The emphasis on network also raises the question of identity. Often, researchers will come to a specific online community because of the identities of the communities they are studying, so       they must be mindful of the cultural implications of online engagement. Privacy is culturally situated. For example, Catherine Knight Steele discusses how Black communities may share public information online but intend for it to remain within that discourse community like a type of oral cultural community (116). Sharing social media information outside of its intended socio-cultural situations can put marginalized communities at risk of harm. As Zimmer notes, “merely having one’s personal information stripped from the intended sphere of the social networking profile and amassed into a database for external review becomes an affront to the subjects’ human dignity and their ability to control the flow of their personal information” (321). Therefore, it is important to view each post in terms of the users’ cultural experience and ask: Am I interacting with a culture that might define privacy differently than I do? This question may not have an obvious or clear answer but demonstrates that researchers should engage in some reflexivity about the assumptions we bring to the question of privacy. 

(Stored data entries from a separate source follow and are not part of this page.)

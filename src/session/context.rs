//! Session Context
//!
//! The one session this process hosts, constructed once in `main` and
//! handed around by reference. Owns the tracker, gate, channel and
//! lifecycle and runs them in order:
//!
//! ```text
//! prepare:  fetch roster -> required count, roster filter
//! run:      gate ready -> wait for players -> open channel
//!           -> wait (bounded) until everyone is reachable -> coordinator task -> GameEnded | Failed (abort broadcast)
//! teardown: unsubscribe hooks -> cancel shutdown -> refuse pending approvals
//! ```

use std::sync::{Arc, Mutex, PoisonError};

use thiserror::Error;
use tokio::task::JoinHandle;
use tokio_util::sync::CancellationToken;
use tracing::{error, info, instrument, warn};
use uuid::Uuid;

use crate::config::SessionConfig;
use crate::core::rng::derive_session_seed;
use crate::core::signal::{WaitError, WaitOutcome};
use crate::network::auth::{ConnectionValidator, RosterValidator};
use crate::network::channel::EventChannel;
use crate::network::gate::ConnectionGate;
use crate::network::tracker::{ConnectionTracker, TrackerError};
use crate::session::coordinator::{CoordinatorError, GameSummary, RoundCoordinator, RoundTimings};
use crate::session::lifecycle::{LifecycleError, SessionLifecycle, SessionState};
use crate::session::matchmaking::{AllocationClient, AllocationError};
use crate::session::shutdown::ProcessTerminator;

/// Session errors.
#[derive(Debug, Error)]
pub enum SessionError {
    /// Roster could not be fetched.
    #[error(transparent)]
    Allocation(#[from] AllocationError),
    /// Roster conflicts with the tracker.
    #[error(transparent)]
    Tracker(#[from] TrackerError),
    /// Teardown cancelled the session.
    #[error("session cancelled")]
    Cancelled,
}

impl From<WaitError> for SessionError {
    fn from(_: WaitError) -> Self {
        SessionError::Cancelled
    }
}

/// How `run` finished.
#[derive(Debug, Clone, PartialEq, Eq)]
pub enum SessionOutcome {
    /// Not enough players in time.
    StartFailed,
    /// The game finished.
    Completed(GameSummary),
    /// The game was aborted by a fault.
    Aborted {
        /// Reason broadcast to participants.
        reason: String,
    },
}

/// Process-scoped session composition.
pub struct SessionContext {
    session_id: Uuid,
    config: SessionConfig,
    tracker: Arc<ConnectionTracker>,
    roster: Arc<RosterValidator>,
    gate: Arc<ConnectionGate>,
    channel: Arc<dyn EventChannel>,
    lifecycle: Arc<SessionLifecycle>,
    cancel: CancellationToken,
    hooks: CancellationToken,
    watch: Mutex<Option<JoinHandle<()>>>,
}

impl SessionContext {
    /// Wire a session around `channel`, validating identities with
    /// `validator` and terminating through `terminator`.
    pub fn new(
        config: SessionConfig,
        channel: Arc<dyn EventChannel>,
        validator: Arc<dyn ConnectionValidator>,
        terminator: Arc<dyn ProcessTerminator>,
    ) -> Self {
        let session_id = Uuid::new_v4();
        let tracker = Arc::new(ConnectionTracker::new(config.required_players));
        let lifecycle = Arc::new(SessionLifecycle::new(
            config.clone(),
            tracker.clone(),
            terminator,
        ));
        let roster = Arc::new(RosterValidator::new(validator));
        let gate = Arc::new(ConnectionGate::new(
            tracker.clone(),
            roster.clone(),
            lifecycle.game_started(),
        ));
        info!(session = %short_id(&session_id), channel = channel.kind(), "Session created");

        Self {
            session_id,
            config,
            tracker,
            roster,
            gate,
            channel,
            lifecycle,
            cancel: CancellationToken::new(),
            hooks: CancellationToken::new(),
            watch: Mutex::new(None),
        }
    }

    /// Session id.
    pub fn session_id(&self) -> Uuid {
        self.session_id
    }

    /// Connection gate for the transport binding.
    pub fn gate(&self) -> &Arc<ConnectionGate> {
        &self.gate
    }

    /// Tracker shared by gate and lifecycle.
    pub fn tracker(&self) -> &Arc<ConnectionTracker> {
        &self.tracker
    }

    /// Lifecycle, for awaiting its latched events or scheduling shutdowns.
    pub fn lifecycle(&self) -> &Arc<SessionLifecycle> {
        &self.lifecycle
    }

    /// Channel the coordinator talks through.
    pub fn channel(&self) -> &Arc<dyn EventChannel> {
        &self.channel
    }

    /// Cancelled on teardown.
    pub fn cancellation(&self) -> &CancellationToken {
        &self.cancel
    }

    /// Ask the allocation client who is expected and apply it.
    pub async fn prepare<A: AllocationClient>(&self, allocation: &A) -> Result<(), SessionError> {
        let roster = match allocation.fetch_roster().await {
            Ok(roster) => roster,
            Err(e) => {
                self.lifecycle.fail(format!("allocation failed: {e}"), 0);
                return Err(e.into());
            }
        };
        self.tracker.set_required(roster.required_players)?;
        info!(
            required = roster.required_players,
            expected = roster.expected.len(),
            "Roster applied"
        );
        self.roster.set_roster(roster.expected);
        Ok(())
    }

    /// Run the session to a terminal state.
    #[instrument(skip(self), fields(session = %short_id(&self.session_id)))]
    pub async fn run(&self) -> Result<SessionOutcome, SessionError> {
        let watch = self.lifecycle.spawn_event_watch(self.hooks.clone());
        *self.watch.lock().unwrap_or_else(PoisonError::into_inner) = Some(watch);

        let released = self.gate.mark_gameplay_ready();
        if released > 0 {
            info!(released, "Released pending connections");
        }

        let players = match self.lifecycle.wait_for_players(&self.cancel).await {
            Ok(players) => players,
            Err(LifecycleError::StartTimedOut) => return Ok(SessionOutcome::StartFailed),
            Err(LifecycleError::Cancelled(_)) => return Err(SessionError::Cancelled),
            Err(LifecycleError::InvalidState(state)) => {
                warn!(state = %state, "Session not waiting for players");
                return Ok(SessionOutcome::Aborted {
                    reason: format!("session already {state}"),
                });
            }
        };

        self.channel.open();
        // Approved sockets register with the channel after the tracker has
        // counted them; hold round one until they are reachable.
        let expected: Vec<_> = players.iter().map(|p| p.id).collect();
        let reachable = self.channel.expect_recipients(&expected);
        if reachable.wait(Some(self.config.attach_timeout), &self.cancel).await? == WaitOutcome::TimedOut {
            let present = self.channel.recipients();
            let missing: Vec<String> = expected
                .iter()
                .filter(|id| !present.contains(*id))
                .map(ToString::to_string)
                .collect();
            warn!(missing = ?missing, "Starting without every participant reachable");
        }

        let ids: Vec<u64> = players.iter().map(|p| p.id.get()).collect();
        let seed = derive_session_seed(self.session_id.as_bytes(), rand::random(), &ids);
        let coordinator = Arc::new(RoundCoordinator::new(
            &players,
            self.channel.clone(),
            RoundTimings::from(&self.config),
            seed,
        ));

        let task = {
            let coordinator = coordinator.clone();
            let cancel = self.cancel.clone();
            tokio::spawn(async move { coordinator.run(&cancel).await })
        };

        let fault = match task.await {
            Ok(Ok(summary)) => {
                if let Err(e) = self
                    .lifecycle
                    .finish_game(summary.end_reason.describe(), summary.rounds_played())
                {
                    warn!("Game finished outside InGame: {}", e);
                }
                return Ok(SessionOutcome::Completed(summary));
            }
            Ok(Err(CoordinatorError::Cancelled(_))) => return Err(SessionError::Cancelled),
            Ok(Err(e)) => {
                error!(origin = "coordinator", "Round coordination failed: {}", e);
                e.to_string()
            }
            Err(join) if join.is_panic() => {
                error!(origin = "coordinator", "Round coordinator panicked");
                "internal server error".to_string()
            }
            Err(join) => {
                error!(origin = "coordinator", "Round coordinator stopped: {}", join);
                "internal server error".to_string()
            }
        };

        let rounds = coordinator.progress().round;
        let reason = format!("game aborted: {fault}");
        if let Err(WaitError::Cancelled) = coordinator.abort(&reason, &self.cancel).await {
            warn!("Abort acknowledgement wait cancelled");
        }
        self.lifecycle.fail(reason.clone(), rounds);
        Ok(SessionOutcome::Aborted { reason })
    }

    /// Tear the session down: unsubscribe hooks, cancel the shutdown timer,
    /// refuse queued approvals, cancel outstanding waits.
    pub fn teardown(&self, reason: &str) {
        self.hooks.cancel();
        if let Some(watch) = self.watch.lock().unwrap_or_else(PoisonError::into_inner).take() {
            watch.abort();
        }
        self.channel.unsubscribe();
        self.lifecycle.cancel_shutdown();
        self.gate.close(reason);
        self.cancel.cancel();
        info!(
            session = %short_id(&self.session_id),
            state = %self.lifecycle.state(),
            "Session torn down"
        );
    }

    /// Current lifecycle state.
    pub fn state(&self) -> SessionState {
        self.lifecycle.state()
    }
}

Beyond these more subject-focused questions, an ethical approach to research should acknowledge the role of the researcher. How am I defining my own ethical engagement? How are my values as a researcher reflected in my process of researching? For example, as a feminist researcher, it is important for me to center the lived experiences of my subjects. I subscribe to a feminist ethics of care that is both “a value and a practice, both affective and cognitive” (Tiidenberg 7). It requires researchers to be mindful of power dynamics and ask sticky questions of representation. This approach to research ethics necessitates a reflective process where individuals can confirm that I am interpreting their experiences and intentions correctly. In the absence of this possibility, it is necessary for my analysis to be careful and supported. The work of feminist research is not simple–there is emotional labor present in care-based ethics, and an approach that prioritizes individual autonomy and experience is not always the most effective for a research project that aims to be more generalizable. It is important, however, for researchers to establish their individual value of ethics beyond the pragmatic concerns of IRB. 

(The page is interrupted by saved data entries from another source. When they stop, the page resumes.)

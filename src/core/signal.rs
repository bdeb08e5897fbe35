//! One-shot Signals
//!
//! `Signal` is the single awaitable primitive of the crate. It fires at most
//! once, can be triggered from any task or thread, and every wait accepts an
//! optional timeout plus a cooperative cancellation token.
//!
//! `Latch<T>` layers a captured value on top of a `Signal` for events that
//! must report *what* happened (the frozen roster, a failure reason) to
//! waiters that attach before or after the fact.
//!
//! ## Race rules
//!
//! When signal, timeout and cancellation race, the first to resolve wins:
//!
//! ```text
//! already signalled  -> Signalled (even if the token is cancelled)
//! token cancelled    -> Err(Cancelled)
//! timeout == 0       -> TimedOut without suspending
//! otherwise          -> select(signal, cancel, deadline), biased in that order
//! ```

use std::future::pending;
use std::sync::atomic::{AtomicBool, Ordering};
use std::sync::{Arc, OnceLock};
use std::time::Duration;

use thiserror::Error;
use tokio::sync::Notify;
use tokio::time::{sleep_until, Instant};
use tokio_util::sync::CancellationToken;

/// Result of a wait that was not cancelled.
#[derive(Debug, Clone, Copy, PartialEq, Eq)]
pub enum WaitOutcome {
    /// The signal fired before the deadline.
    Signalled,
    /// The deadline elapsed first.
    TimedOut,
}

impl WaitOutcome {
    /// True if the signal fired.
    pub fn is_signalled(self) -> bool {
        matches!(self, WaitOutcome::Signalled)
    }
}

/// Wait errors.
#[derive(Debug, Clone, Copy, PartialEq, Eq, Error)]
pub enum WaitError {
    /// The cancellation token fired before the signal.
    #[error("wait cancelled")]
    Cancelled,
}

struct SignalInner {
    fired: AtomicBool,
    notify: Notify,
}

/// Idempotent one-shot notification.
///
/// Cloning is cheap; all clones observe the same state.
#[derive(Clone)]
pub struct Signal {
    inner: Arc<SignalInner>,
}

impl Default for Signal {
    fn default() -> Self {
        Self::new()
    }
}

impl std::fmt::Debug for Signal {
    fn fmt(&self, f: &mut std::fmt::Formatter<'_>) -> std::fmt::Result {
        f.debug_struct("Signal")
            .field("fired", &self.is_signalled())
            .finish()
    }
}

impl Signal {
    /// Create an unfired signal. No wait is started.
    pub fn new() -> Self {
        Self {
            inner: Arc::new(SignalInner {
                fired: AtomicBool::new(false),
                notify: Notify::new(),
            }),
        }
    }

    /// Fire the signal.
    ///
    /// Returns true only for the call that actually fired it; later calls
    /// are no-ops.
    pub fn signal(&self) -> bool {
        if self.inner.fired.swap(true, Ordering::AcqRel) {
            return false;
        }
        self.inner.notify.notify_waiters();
        true
    }

    /// Has the signal fired.
    pub fn is_signalled(&self) -> bool {
        self.inner.fired.load(Ordering::Acquire)
    }

    /// Wait for the signal.
    ///
    /// `timeout` of `None` waits forever; `Some(Duration::ZERO)` only
    /// inspects the current state.
    pub async fn wait(
        &self,
        timeout: Option<Duration>,
        cancel: &CancellationToken,
    ) -> Result<WaitOutcome, WaitError> {
        // Register interest before reading the flag so a concurrent
        // `signal()` between the two cannot be missed.
        let notified = self.inner.notify.notified();
        tokio::pin!(notified);
        notified.as_mut().enable();

        if self.is_signalled() {
            return Ok(WaitOutcome::Signalled);
        }
        if cancel.is_cancelled() {
            return Err(WaitError::Cancelled);
        }

        let deadline = match timeout {
            Some(limit) if limit.is_zero() => return Ok(WaitOutcome::TimedOut),
            Some(limit) => Some(Instant::now() + limit),
            None => None,
        };
        let expiry = async move {
            match deadline {
                Some(at) => sleep_until(at).await,
                None => pending::<()>().await,
            }
        };

        tokio::select! {
            biased;
            _ = &mut notified => Ok(WaitOutcome::Signalled),
            _ = cancel.cancelled() => Err(WaitError::Cancelled),
            _ = expiry => Ok(WaitOutcome::TimedOut),
        }
    }

    /// Wait without a cancellation source.
    pub async fn wait_for(&self, timeout: Option<Duration>) -> WaitOutcome {
        let never = CancellationToken::new();
        match self.wait(timeout, &never).await {
            Ok(outcome) => outcome,
            // `never` is local and cannot be cancelled.
            Err(WaitError::Cancelled) => WaitOutcome::TimedOut,
        }
    }
}

/// Latched event carrying a value.
///
/// The first `set` wins and wakes every waiter; waiters arriving later see
/// the captured value immediately.
pub struct Latch<T> {
    value: OnceLock<T>,
    signal: Signal,
}

impl<T> Default for Latch<T> {
    fn default() -> Self {
        Self::new()
    }
}

impl<T: std::fmt::Debug> std::fmt::Debug for Latch<T> {
    fn fmt(&self, f: &mut std::fmt::Formatter<'_>) -> std::fmt::Result {
        f.debug_struct("Latch").field("value", &self.value.get()).finish()
    }
}

impl<T> Latch<T> {
    /// Create an unset latch.
    pub fn new() -> Self {
        Self {
            value: OnceLock::new(),
            signal: Signal::new(),
        }
    }

    /// Capture `value` and fire. Returns false if already set.
    pub fn set(&self, value: T) -> bool {
        if self.value.set(value).is_err() {
            return false;
        }
        self.signal.signal();
        true
    }

    /// Has a value been captured.
    pub fn is_set(&self) -> bool {
        self.value.get().is_some()
    }

    /// Borrow the captured value.
    pub fn peek(&self) -> Option<&T> {
        self.value.get()
    }

    /// The underlying signal, for composing with other waits.
    pub fn signal(&self) -> &Signal {
        &self.signal
    }
}

impl<T: Clone> Latch<T> {
    /// Clone out the captured value.
    pub fn get(&self) -> Option<T> {
        self.value.get().cloned()
    }

    /// Wait for the value. `Ok(None)` means the timeout elapsed first.
    pub async fn wait(
        &self,
        timeout: Option<Duration>,
        cancel: &CancellationToken,
    ) -> Result<Option<T>, WaitError> {
        match self.signal.wait(timeout, cancel).await? {
            WaitOutcome::Signalled => Ok(self.get()),
            WaitOutcome::TimedOut => Ok(None),
        }
    }
}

I began this conversation by noting that the landscape of social media is constantly changing. At our current cultural moment, it is difficult to say what online research will look like in a few years’ time. Therefore, any approach to internet research ethics needs to be flexible and self-reflexive. In the following section, I detail my experiences working with two datasets shared in visual formats and the ethical considerations I undertook while doing this. I use my work not because it is exemplary, but because I believe it is important that researchers are transparent in their practices, even when we might make different choices in the present. It is this amount of self-reflexivity that will lead to ethical engagements with internet research.

Case Studies: Braving Body Shame and The Vulva Gallery 

To demonstrate these guiding questions in action, I will discuss two research projects, one finished and one ongoing, that helped me shape this approach to researching social media images online. The Braving Body Shame conference first took place in the spring of 2020 and featured speakers from a variety of backgrounds. The conference was virtual and took place over a week. I was initially drawn to the conference because of the explicit focus on embodiment and shame, and I analyzed the various ways that participants in the conference described their experiences of overcoming shame. I examined nine video interviews from actresses, activists, dancers, and students who discussed their feelings of shame and how they have worked to move past it (Taylor). This study initiated my interest in internet research ethics as I had to consider my use of these videos for the purpose of academic publication. 

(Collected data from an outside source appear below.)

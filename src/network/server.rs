//! WebSocket Game Server
//!
//! Async WebSocket binding for the networked channel. Each socket gets a
//! transport id, runs the `hello` handshake through the connection gate and,
//! once approved, feeds its messages into the `NetworkedChannel`.

use std::sync::atomic::{AtomicU64, AtomicUsize, Ordering};
use std::sync::Arc;
use std::time::{SystemTime, UNIX_EPOCH};

use futures_util::stream::SplitStream;
use futures_util::{SinkExt, StreamExt};
use tokio::net::{TcpListener, TcpStream};
use tokio::sync::mpsc;
use tokio_tungstenite::{accept_async, tungstenite::Message, WebSocketStream};
use tokio_util::sync::CancellationToken;
use tracing::{debug, error, info, instrument, warn};

use crate::config::HostConfig;
use crate::game::participant::{ParticipantId, SYNTHETIC_ID_BASE};
use crate::network::gate::{ConnectionGate, ConnectionRequest, ConnectionResponse};
use crate::network::networked::NetworkedChannel;
use crate::network::protocol::{ClientMessage, ErrorCode, ServerMessage};

/// Game server errors.
#[derive(Debug, thiserror::Error)]
pub enum GameServerError {
    /// Failed to bind to address.
    #[error("Failed to bind: {0}")]
    BindFailed(#[from] std::io::Error),

    /// WebSocket error.
    #[error("WebSocket error: {0}")]
    WebSocket(#[from] tokio_tungstenite::tungstenite::Error),

    /// Transport ids ran into the synthetic range.
    #[error("Transport id space exhausted")]
    IdsExhausted,
}

type Reader = SplitStream<WebSocketStream<TcpStream>>;

/// Shared per-connection state.
struct ServerShared {
    config: HostConfig,
    gate: Arc<ConnectionGate>,
    channel: Arc<NetworkedChannel>,
    next_id: AtomicU64,
    connections: AtomicUsize,
    shutdown: CancellationToken,
}

/// The game server.
pub struct GameServer {
    shared: Arc<ServerShared>,
}

impl GameServer {
    /// Create a server in front of `gate` and `channel`.
    pub fn new(config: HostConfig, gate: Arc<ConnectionGate>, channel: Arc<NetworkedChannel>) -> Self {
        Self {
            shared: Arc::new(ServerShared {
                config,
                gate,
                channel,
                next_id: AtomicU64::new(1),
                connections: AtomicUsize::new(0),
                shutdown: CancellationToken::new(),
            }),
        }
    }

    /// Run the accept loop until `shutdown` is called.
    #[instrument(skip(self), fields(addr = %self.shared.config.bind_addr))]
    pub async fn run(&self) -> Result<(), GameServerError> {
        let listener = TcpListener::bind(&self.shared.config.bind_addr).await?;
        info!("Game server listening on {}", self.shared.config.bind_addr);
        self.serve(listener).await
    }

    /// Accept connections from an already bound listener.
    pub async fn serve(&self, listener: TcpListener) -> Result<(), GameServerError> {
        loop {
            tokio::select! {
                result = listener.accept() => {
                    match result {
                        Ok((stream, addr)) => {
                            let active = self.shared.connections.load(Ordering::Acquire);
                            if active >= self.shared.config.max_connections {
                                warn!("Connection limit reached, rejecting {}", addr);
                                continue;
                            }
                            let id = self.allocate_id()?;
                            info!(participant = %id, "New connection from {}", addr);
                            self.handle_connection(stream, id);
                        }
                        Err(e) => {
                            error!("Accept error: {}", e);
                        }
                    }
                }
                _ = self.shared.shutdown.cancelled() => {
                    info!("Shutdown signal received");
                    break;
                }
            }
        }
        Ok(())
    }

    fn allocate_id(&self) -> Result<ParticipantId, GameServerError> {
        let raw = self.shared.next_id.fetch_add(1, Ordering::Relaxed);
        if raw >= SYNTHETIC_ID_BASE {
            return Err(GameServerError::IdsExhausted);
        }
        Ok(ParticipantId(raw))
    }

    /// Handle a new WebSocket connection.
    fn handle_connection(&self, stream: TcpStream, id: ParticipantId) {
        let shared = Arc::clone(&self.shared);
        shared.connections.fetch_add(1, Ordering::AcqRel);

        tokio::spawn(async move {
            let ws_stream = match accept_async(stream).await {
                Ok(ws) => ws,
                Err(e) => {
                    error!(participant = %id, "WebSocket handshake failed: {}", e);
                    shared.connections.fetch_sub(1, Ordering::AcqRel);
                    return;
                }
            };

            let (mut ws_sender, mut ws_receiver) = ws_stream.split();
            let (msg_tx, mut msg_rx) = mpsc::channel::<ServerMessage>(64);

            // Spawn message sender task
            let sender_task = tokio::spawn(async move {
                while let Some(msg) = msg_rx.recv().await {
                    let text = match msg.to_json() {
                        Ok(t) => t,
                        Err(e) => {
                            error!("Failed to serialize message: {}", e);
                            continue;
                        }
                    };
                    if ws_sender.send(Message::Text(text)).await.is_err() {
                        break;
                    }
                }
            });

            if let Some(response) = Self::handshake(&shared, id, &mut ws_receiver, &msg_tx).await {
                info!(participant = %id, name = ?response.display_name, "Participant joined");
                shared.channel.register(id, msg_tx.clone());
                Self::play(&shared, id, &mut ws_receiver, &msg_tx).await;
                shared.channel.remove(id);
            }
            // No-op for attempts the gate never tracked.
            shared.gate.on_disconnect(id);

            // Let queued messages (rejections, shutdown notices) drain.
            drop(msg_tx);
            let _ = sender_task.await;
            shared.connections.fetch_sub(1, Ordering::AcqRel);
            debug!(participant = %id, "Connection cleaned up");
        });
    }

    /// Wait for `hello`, run it through the gate and, if pending, keep
    /// watching the socket until the gate decides. Returns the approval.
    async fn handshake(
        shared: &ServerShared,
        id: ParticipantId,
        reader: &mut Reader,
        sender: &mpsc::Sender<ServerMessage>,
    ) -> Option<ConnectionResponse> {
        let hello = loop {
            let text = tokio::select! {
                _ = shared.shutdown.cancelled() => return None,
                msg = reader.next() => match msg {
                    Some(Ok(Message::Text(text))) => text,
                    Some(Ok(Message::Close(_))) | None | Some(Err(_)) => return None,
                    _ => continue,
                },
            };
            match ClientMessage::from_json(&text) {
                Ok(ClientMessage::Hello(hello)) => break hello,
                Ok(ClientMessage::Ping { timestamp }) => {
                    let _ = sender.send(pong(timestamp)).await;
                }
                Ok(_) => {
                    let _ = sender
                        .send(ServerMessage::error(ErrorCode::NotApproved, "send hello first"))
                        .await;
                }
                Err(e) => {
                    debug!(participant = %id, "Invalid message: {}", e);
                    let _ = sender
                        .send(ServerMessage::error(ErrorCode::InvalidInput, "Invalid message format"))
                        .await;
                }
            }
        };

        let admission = shared
            .gate
            .admit(ConnectionRequest::new(id, hello.payload));
        let _ = sender
            .send(ServerMessage::Connection(admission.response.clone()))
            .await;
        if admission.deferred.is_none() {
            return admission.response.approved.then_some(admission.response);
        }

        let decision = admission.finalize();
        tokio::pin!(decision);
        loop {
            tokio::select! {
                response = &mut decision => {
                    let _ = sender.send(ServerMessage::Connection(response.clone())).await;
                    return response.approved.then_some(response);
                }
                msg = reader.next() => match msg {
                    Some(Ok(Message::Close(_))) | None | Some(Err(_)) => return None,
                    Some(Ok(Message::Text(_))) => {
                        let _ = sender
                            .send(ServerMessage::error(ErrorCode::NotApproved, "approval pending"))
                            .await;
                    }
                    _ => {}
                },
            }
        }
    }

    /// Route messages from an approved participant until it leaves.
    async fn play(
        shared: &ServerShared,
        id: ParticipantId,
        reader: &mut Reader,
        sender: &mpsc::Sender<ServerMessage>,
    ) {
        loop {
            tokio::select! {
                msg = reader.next() => {
                    match msg {
                        Some(Ok(Message::Text(text))) => {
                            let client_msg = match ClientMessage::from_json(&text) {
                                Ok(m) => m,
                                Err(e) => {
                                    debug!(participant = %id, "Invalid message: {}", e);
                                    let _ = sender
                                        .send(ServerMessage::error(ErrorCode::InvalidInput, "Invalid message format"))
                                        .await;
                                    continue;
                                }
                            };
                            match client_msg {
                                ClientMessage::Ping { timestamp } => {
                                    let _ = sender.send(pong(timestamp)).await;
                                }
                                ClientMessage::Hello(_) => {
                                    let _ = sender
                                        .send(ServerMessage::error(ErrorCode::AlreadyJoined, "already joined"))
                                        .await;
                                }
                                ClientMessage::Leave => {
                                    debug!(participant = %id, "Participant left");
                                    break;
                                }
                                other => {
                                    shared.channel.receive(id, other);
                                }
                            }
                        }
                        Some(Ok(Message::Close(_))) | None => {
                            debug!(participant = %id, "Client disconnected");
                            break;
                        }
                        Some(Err(e)) => {
                            error!(participant = %id, "WebSocket error: {}", e);
                            break;
                        }
                        _ => {}
                    }
                }
                _ = shared.shutdown.cancelled() => {
                    let _ = sender.send(ServerMessage::Shutdown {
                        reason: "Server shutting down".to_string(),
                    }).await;
                    break;
                }
            }
        }
    }

    /// Stop accepting and tell connected clients.
    pub fn shutdown(&self) {
        self.shared.shutdown.cancel();
    }

    /// Token cancelled by `shutdown`.
    pub fn shutdown_token(&self) -> CancellationToken {
        self.shared.shutdown.clone()
    }

    /// Get active connection count.
    pub fn connection_count(&self) -> usize {
        self.shared.connections.load(Ordering::Acquire)
    }
}

fn pong(timestamp: u64) -> ServerMessage {
    ServerMessage::Pong {
        timestamp,
        server_time: SystemTime::now()
            .duration_since(UNIX_EPOCH)
            .unwrap_or_default()
            .as_millis() as u64,
    }
}

#[cfg(test)]
mod tests {
    use super::*;
    use crate::core::signal::Signal;
    use crate::network::auth::OpenValidator;
    use crate::network::tracker::ConnectionTracker;
    use tokio_tungstenite::connect_async;

    fn server(required: usize) -> (GameServer, Arc<ConnectionGate>) {
        let gate = Arc::new(ConnectionGate::new(
            Arc::new(ConnectionTracker::new(required)),
            Arc::new(OpenValidator),
            Signal::new(),
        ));
        let config = HostConfig {
            bind_addr: "127.0.0.1:0".parse().unwrap(),
            ..Default::default()
        };
        let server = GameServer::new(config, gate.clone(), Arc::new(NetworkedChannel::new()));
        (server, gate)
    }

    async fn next_server_message<S>(ws: &mut S) -> ServerMessage
    where
        S: futures_util::Stream<Item = Result<Message, tokio_tungstenite::tungstenite::Error>> + Unpin,
    {
        loop {
            match ws.next().await.expect("socket closed").expect("socket error") {
                Message::Text(text) => return ServerMessage::from_json(&text).unwrap(),
                _ => continue,
            }
        }
    }

    #[test]
    fn test_transport_ids_below_synthetic_range() {
        let (server, _) = server(2);
        let first = server.allocate_id().unwrap();
        let second = server.allocate_id().unwrap();
        assert_eq!(first, ParticipantId(1));
        assert_eq!(second, ParticipantId(2));
        assert!(!first.is_synthetic());

        server.shared.next_id.store(SYNTHETIC_ID_BASE, Ordering::Relaxed);
        assert!(matches!(server.allocate_id(), Err(GameServerError::IdsExhausted)));
    }

    #[tokio::test]
    async fn test_server_shutdown_stops_accept_loop() {
        let (server, _) = server(2);
        let listener = TcpListener::bind("127.0.0.1:0").await.unwrap();
        server.shutdown();
        server.serve(listener).await.unwrap();
        assert_eq!(server.connection_count(), 0);
    }

    #[tokio::test]
    async fn test_hello_handshake_pending_then_approved() {
        let (server, gate) = server(2);
        let listener = TcpListener::bind("127.0.0.1:0").await.unwrap();
        let addr = listener.local_addr().unwrap();
        let server = Arc::new(server);
        let serving = {
            let server = server.clone();
            tokio::spawn(async move { server.serve(listener).await })
        };

        let (mut ws, _) = connect_async(format!("ws://{addr}")).await.unwrap();
        let hello = r#"{"type":"hello","payload":{"name":"ana"}}"#;
        ws.send(Message::Text(hello.to_string())).await.unwrap();

        let ServerMessage::Connection(first) = next_server_message(&mut ws).await else {
            panic!("expected connection response");
        };
        assert!(first.pending);

        gate.mark_gameplay_ready();
        let ServerMessage::Connection(last) = next_server_message(&mut ws).await else {
            panic!("expected connection response");
        };
        assert!(last.approved);
        assert_eq!(last.display_name.as_deref(), Some("ana"));

        server.shutdown();
        assert!(matches!(
            next_server_message(&mut ws).await,
            ServerMessage::Shutdown { .. }
        ));
        serving.await.unwrap().unwrap();
    }
}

The second case study I discuss involves the Instagram page, The Vulva Gallery. The page features illustrations of people’s vulvas with their stories of embodiment and acceptance. Though the posts do not feature individual’s faces, they often include their name, information about their family, friends, and locations, and unique experiences that could threaten anonymity. Both of these research sites were places where participant experiences were already grouped together on an online platform, so I knew that the individuals had agreed to have their information shared beyond their immediate followers or network. This does not, of course, as discussed above, assume that the individuals imagined that their materials would one day be the center of research studies. 

Who Owns the Post?  

In the case of Braving Body Shame, the conference owned the posts. In my analysis, I did not link to the speakers’ platforms outside of the conference, aiming to honor their wishes about where and how their information is shared. However, my ethical considerations did not end there. Despite the fact that the conference was open, the participants in the Braving Body Shame conference mentioned explicitly that their content was not aimed at academic audiences. In fact, the organizers state the misconceptions in academic research as the exigency for their entire conference. During my writing and review process, this tension came up fairly frequently. The home page of the conference still states: 

After attending a couple of in-person academic conferences, one of our hosts saw that there was a BIG part of knowledge and understanding missing from each conference. She realized that there was a great NEED for a conference that was more accessible and less academic-focused. (Braving Body Shame).  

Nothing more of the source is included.